I recall another member did something similar with PEX. It's main purpose was conduit for wiring though.


----------



## Brine (Sep 24, 2010)

I used the copper pipe insulation on my little V. Primarily for reducing noise. Will last several years.


----------



## jfetter20 (Sep 29, 2010)

had a neat idea today , saw my engine stand in the back of the garage and decided to get some use out of it! kind of out of the ordinary but it keeps me from having to lift it everytime i want to move it! 

also decided to post a pic of my progress on the hull


----------



## jasper60103 (Sep 29, 2010)

yep, both my motors have wheeled carts. They help a lot. Nice job.


----------



## Stevecris (Sep 30, 2010)

I just started a similar project and was in Lowe's looking at the composite flooring and thinking the same way as you on this. Have you decided if you will use it or not?


----------



## jfetter20 (Oct 1, 2010)

DaveInGA said:


> Hadn't used it, but the composite decking definitely has potential. The only negative thing is the thickness. It's almost too thick and may make the boat a bit too heavy. But for use in a small area, this may be a non-issue.





still not quite to sure , im starting to agree with dave. on one hand , it is waterproff and would heavy duty , but the weight factor is so much higher with the stuff. as long as i can figure out a way to do it and keep the weight down , ill do it. im thinking maybe two thin stringers underneath that are cut the contour of the boat and then use the thin decking boards to cover the top with maybe about 1/8" between the boards or something. going to doodle around on some paper and see if i can figure out the best way


----------



## Ranchero50 (Oct 1, 2010)

One of the curses of the composites it they sag if not supported well enough...

Personally it's pretty much a no brainer to add aluminum to an aluminum boat. Cuts and drills easy, even rivets easy or you can get it welded.
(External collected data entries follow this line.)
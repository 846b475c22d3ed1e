//! Property-style checks: totality, determinism, and idempotence.

use anyhow::{Result, ensure};
use querygen_config::{OptionRegistry, RawOptions, TargetLanguage, names};
use rstest::rstest;

fn representative_configurations() -> Vec<RawOptions> {
    vec![
        RawOptions::default(),
        RawOptions::builder()
            .set(names::GENERATE_METADATA, true)
            .build(),
        RawOptions::builder()
            .set(names::TARGET_LANGUAGE, TargetLanguage::Kotlin)
            .set(names::CODEGEN_MODELS, "responseBased")
            .set(names::GENERATE_TEST_BUILDERS, true)
            .build(),
        RawOptions::builder()
            .set(names::TARGET_LANGUAGE, TargetLanguage::Java)
            .set(names::NULLABLE_FIELD_STYLE, "javaOptional")
            .set(names::GENERATE_MODEL_BUILDERS, true)
            .set(names::PACKAGE_NAME_PREFIX, "com.example")
            .set(
                names::CUSTOM_SCALAR_MAPPINGS,
                &["DateTime=java.time.Instant"][..],
            )
            .build(),
    ]
}

#[rstest]
fn every_registered_option_has_a_value_in_the_snapshot() -> Result<()> {
    let registry = OptionRegistry::standard();
    for raw in representative_configurations() {
        let snapshot = registry.resolve(&raw)?;
        let object = serde_json::to_value(&snapshot)?;
        let keys = object
            .as_object()
            .ok_or_else(|| anyhow::anyhow!("snapshot must serialise as an object"))?;
        for descriptor in registry.iter() {
            ensure!(
                keys.contains_key(descriptor.name()),
                "option '{}' missing from the snapshot",
                descriptor.name()
            );
        }
        ensure!(
            keys.len() == registry.len(),
            "snapshot carries values beyond the registry"
        );
    }
    Ok(())
}

#[rstest]
fn resolution_is_deterministic_across_repeated_runs() -> Result<()> {
    let registry = OptionRegistry::standard();
    for raw in representative_configurations() {
        let first = registry.resolve(&raw)?;
        let second = registry.resolve(&raw)?;
        ensure!(first == second, "re-resolving {raw:?} changed the snapshot");
    }
    Ok(())
}

#[rstest]
fn snapshots_are_fixed_points_of_resolution() -> Result<()> {
    let registry = OptionRegistry::standard();
    for raw in representative_configurations() {
        let snapshot = registry.resolve(&raw)?;
        let replayed = registry.resolve(&snapshot.to_raw())?;
        ensure!(
            replayed == snapshot,
            "snapshot for {raw:?} is not a fixed point"
        );
    }
    Ok(())
}

#[rstest]
fn snapshots_survive_the_json_transport_round_trip() -> Result<()> {
    let registry = OptionRegistry::standard();
    for raw in representative_configurations() {
        let snapshot = registry.resolve(&raw)?;
        let transported = RawOptions::from_json(serde_json::to_value(&snapshot)?)?;
        let replayed = registry.resolve(&transported)?;
        ensure!(
            replayed == snapshot,
            "snapshot for {raw:?} changed across the JSON transport"
        );
    }
    Ok(())
}
//! Option validation and default derivation for the `querygen` client code
//! generator.
//!
//! A build-tool integration hands over a [`RawOptions`] map of untyped,
//! possibly-absent option values. This crate validates the map against the
//! static [`OptionRegistry`] catalogue, derives defaults for unset options
//! in dependency order, and materialises an immutable [`ResolvedOptions`]
//! snapshot for the generator backend. Validation accumulates every
//! detectable violation so the caller can report them all at once;
//! resolution is pure and deterministic.
//!
//! # Example
//!
//! ```rust
//! use querygen_config::{OptionRegistry, RawOptions, names};
//!
//! let raw = RawOptions::builder()
//!     .set(names::TARGET_LANGUAGE, "kotlin")
//!     .set(names::GENERATE_METADATA, true)
//!     .build();
//! let snapshot = OptionRegistry::standard().resolve(&raw)?;
//! assert!(snapshot.generate_metadata());
//! assert_eq!(snapshot.always_generate_types_matching().sources(), [".*"]);
//! # Ok::<_, std::sync::Arc<querygen_config::OptionsError>>(())
//! ```

mod error;
mod options;
mod raw;
mod registry;
mod resolve;
mod snapshot;
mod validate;

pub use error::{AggregatedErrors, OptionsError, OptionsResult};
pub use options::{
    CodegenModels, NullableFieldStyle, OperationIdStrategy, PatternSet, ScalarMapping,
    ScalarMappingError, TargetLanguage,
};
pub use raw::{RawOptions, RawOptionsBuilder, RawValue};
pub use registry::{
    DefaultRule, DependencyRule, DerivationInputs, OptionDescriptor, OptionKind, OptionRegistry,
    OptionValue, RegistryBuilder, names,
};
pub use snapshot::ResolvedOptions;
//! Static catalogue of recognised options.
//!
//! The registry is built once per process through [`RegistryBuilder`] and
//! is read-only thereafter, so concurrent generation invocations can share
//! it without locking. Construction validates the catalogue itself:
//! duplicate names, dangling rule inputs, and cycles in the default-rule
//! graph are all rejected before the first configuration is validated.

mod catalog;
mod descriptor;
mod value;

pub use catalog::names;
pub use descriptor::{
    DefaultRule, DependencyRule, DerivationInputs, OptionDescriptor, OptionKind,
};
pub use value::OptionValue;

use std::collections::{HashMap, HashSet};
use std::sync::LazyLock;

use crate::error::OptionsError;

/// Accumulates descriptors and seals them into an [`OptionRegistry`].
///
/// # Examples
///
/// ```
/// use querygen_config::{DefaultRule, OptionDescriptor, OptionKind, RegistryBuilder};
///
/// let mut builder = RegistryBuilder::new();
/// builder.register(OptionDescriptor::new(
///     "generateStubs",
///     OptionKind::Bool,
///     DefaultRule::constant(false),
/// ))?;
/// let registry = builder.finish()?;
/// assert!(registry.contains("generateStubs"));
/// # Ok::<_, querygen_config::OptionsError>(())
/// ```
#[derive(Debug, Default)]
pub struct RegistryBuilder {
    options: Vec<OptionDescriptor>,
    index: HashMap<&'static str, usize>,
}

impl RegistryBuilder {
    /// Create an empty builder.
    #[must_use]
    pub fn new() -> Self {
        Self::default()
    }

    /// Register `descriptor` under its name.
    ///
    /// # Errors
    ///
    /// Returns [`OptionsError::DuplicateOption`] when the name is already
    /// taken.
    pub fn register(&mut self, descriptor: OptionDescriptor) -> Result<(), OptionsError> {
        let name = descriptor.name();
        if self.index.contains_key(name) {
            return Err(OptionsError::DuplicateOption { name });
        }
        self.index.insert(name, self.options.len());
        self.options.push(descriptor);
        Ok(())
    }

    /// Seal the catalogue.
    ///
    /// Checks that every default-rule and dependency input names a
    /// registered option and computes the derivation order used by the
    /// resolver.
    ///
    /// # Errors
    ///
    /// Returns [`OptionsError::UnknownInput`] for a dangling input name and
    /// [`OptionsError::CycleInDerivation`] when the default-rule graph has
    /// no topological order.
    pub fn finish(self) -> Result<OptionRegistry, OptionsError> {
        let Self { options, index } = self;
        for option in &options {
            let rule_inputs = option.default().inputs().iter().copied();
            let dependency_inputs = option
                .dependency()
                .map_or(&[][..], DependencyRule::inputs)
                .iter()
                .copied();
            for input in rule_inputs.chain(dependency_inputs) {
                if !index.contains_key(input) {
                    return Err(OptionsError::UnknownInput {
                        option: option.name(),
                        input,
                    });
                }
            }
        }
        let derivation_order = derivation_order(&options)?;
        Ok(OptionRegistry {
            options,
            index,
            derivation_order,
        })
    }
}

/// Topological order over default-rule inputs.
///
/// Deterministic: among the options whose inputs are all resolved, the one
/// registered first is scheduled next.
fn derivation_order(options: &[OptionDescriptor]) -> Result<Vec<usize>, OptionsError> {
    let mut order = Vec::with_capacity(options.len());
    let mut resolved: HashSet<&'static str> = HashSet::with_capacity(options.len());
    let mut remaining: Vec<(usize, &OptionDescriptor)> = options.iter().enumerate().collect();
    while !remaining.is_empty() {
        let position = remaining.iter().position(|(_, option)| {
            option
                .default()
                .inputs()
                .iter()
                .all(|input| resolved.contains(input))
        });
        let Some(next) = position else {
            let cycle = remaining
                .iter()
                .map(|(_, option)| option.name())
                .collect::<Vec<_>>()
                .join(" -> ");
            return Err(OptionsError::CycleInDerivation { cycle });
        };
        let (slot, option) = remaining.remove(next);
        resolved.insert(option.name());
        order.push(slot);
    }
    Ok(order)
}

/// Immutable catalogue of every recognised option.
///
/// Holds the descriptors in registration order (which is also the
/// validation order) together with the derivation order computed when the
/// catalogue was sealed.
#[derive(Debug)]
pub struct OptionRegistry {
    options: Vec<OptionDescriptor>,
    index: HashMap<&'static str, usize>,
    derivation_order: Vec<usize>,
}

impl OptionRegistry {
    /// The process-wide standard catalogue of generator options.
    ///
    /// Built on first use and shared for the remainder of the process
    /// lifetime.
    ///
    /// # Panics
    ///
    /// Panics on first access if the built-in catalogue is inconsistent;
    /// this is a developer error equivalent to a failed assertion at
    /// process start.
    #[must_use]
    pub fn standard() -> &'static Self {
        static STANDARD: LazyLock<OptionRegistry> = LazyLock::new(|| {
            #[expect(
                clippy::expect_used,
                reason = "catalogue defects are developer errors surfaced at first use"
            )]
            let registry = catalog::standard_catalog()
                .expect("standard option catalogue is internally consistent");
            registry
        });
        &STANDARD
    }

    /// Descriptor registered under `name`.
    ///
    /// # Errors
    ///
    /// Returns [`OptionsError::UnknownOption`] when no such option exists.
    pub fn describe(&self, name: &str) -> Result<&OptionDescriptor, OptionsError> {
        self.index
            .get(name)
            .and_then(|slot| self.options.get(*slot))
            .ok_or_else(|| OptionsError::UnknownOption {
                name: name.to_owned(),
            })
    }

    /// Whether `name` is a registered option.
    #[must_use]
    pub fn contains(&self, name: &str) -> bool {
        self.index.contains_key(name)
    }

    /// Iterate descriptors in registration order.
    pub fn iter(&self) -> impl Iterator<Item = &OptionDescriptor> {
        self.options.iter()
    }

    /// Number of registered options.
    #[must_use]
    pub fn len(&self) -> usize {
        self.options.len()
    }

    /// Whether the registry is empty.
    #[must_use]
    pub fn is_empty(&self) -> bool {
        self.options.is_empty()
    }

    /// Iterate descriptors in derivation order (inputs before dependents).
    pub(crate) fn derivation_order(&self) -> impl Iterator<Item = &OptionDescriptor> {
        self.derivation_order
            .iter()
            .filter_map(|slot| self.options.get(*slot))
    }

    /// Registry with a hand-picked derivation order, bypassing the checks
    /// in [`RegistryBuilder::finish`].
    #[cfg(test)]
    pub(crate) fn with_derivation_order_for_tests(
        options: Vec<OptionDescriptor>,
        derivation_order: Vec<usize>,
    ) -> Self {
        let index = options
            .iter()
            .enumerate()
            .map(|(slot, option)| (option.name(), slot))
            .collect();
        Self {
            options,
            index,
            derivation_order,
        }
    }
}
It doesn't rot, doesn't suck up water, cleans easily and the best part is if you drill and tap for machine screws it can be taken apart to get at the hull for when you whack the rock...

Jamie


----------



## jfetter20 (Oct 4, 2010)

what about rivnuts? ive seen alot of them on the internet but i havent seen anyone really use them on there boats. they seem like a good price for the amount you get. how well do they hold in , would they be strong enough? if so , i think this would be the best bet for making removable panels?


----------



## jfetter20 (Oct 10, 2010)

been kind of busy lately , so havent had much time to work on the boat. luckily , ive been able to do some computer work and find out some new parts and new ideas. so far ive ruled it down to a grassy camo design. seems pretty simple and can be done with about $30 bucks in stencils and some rattle can paint after i get the base coat down. not sure what color im going to go with because im going to coat the bottom with steelflex. thinking i may go with two different shades of khaki or tan to somewhat match the picture


----------



## Ranchero50 (Oct 10, 2010)

Rivnuts tend to really suck when they strip out in the base metal. Then it's chisel and hammer time to get stuff apart. Tracker used them for a few years on boats, very bad poop.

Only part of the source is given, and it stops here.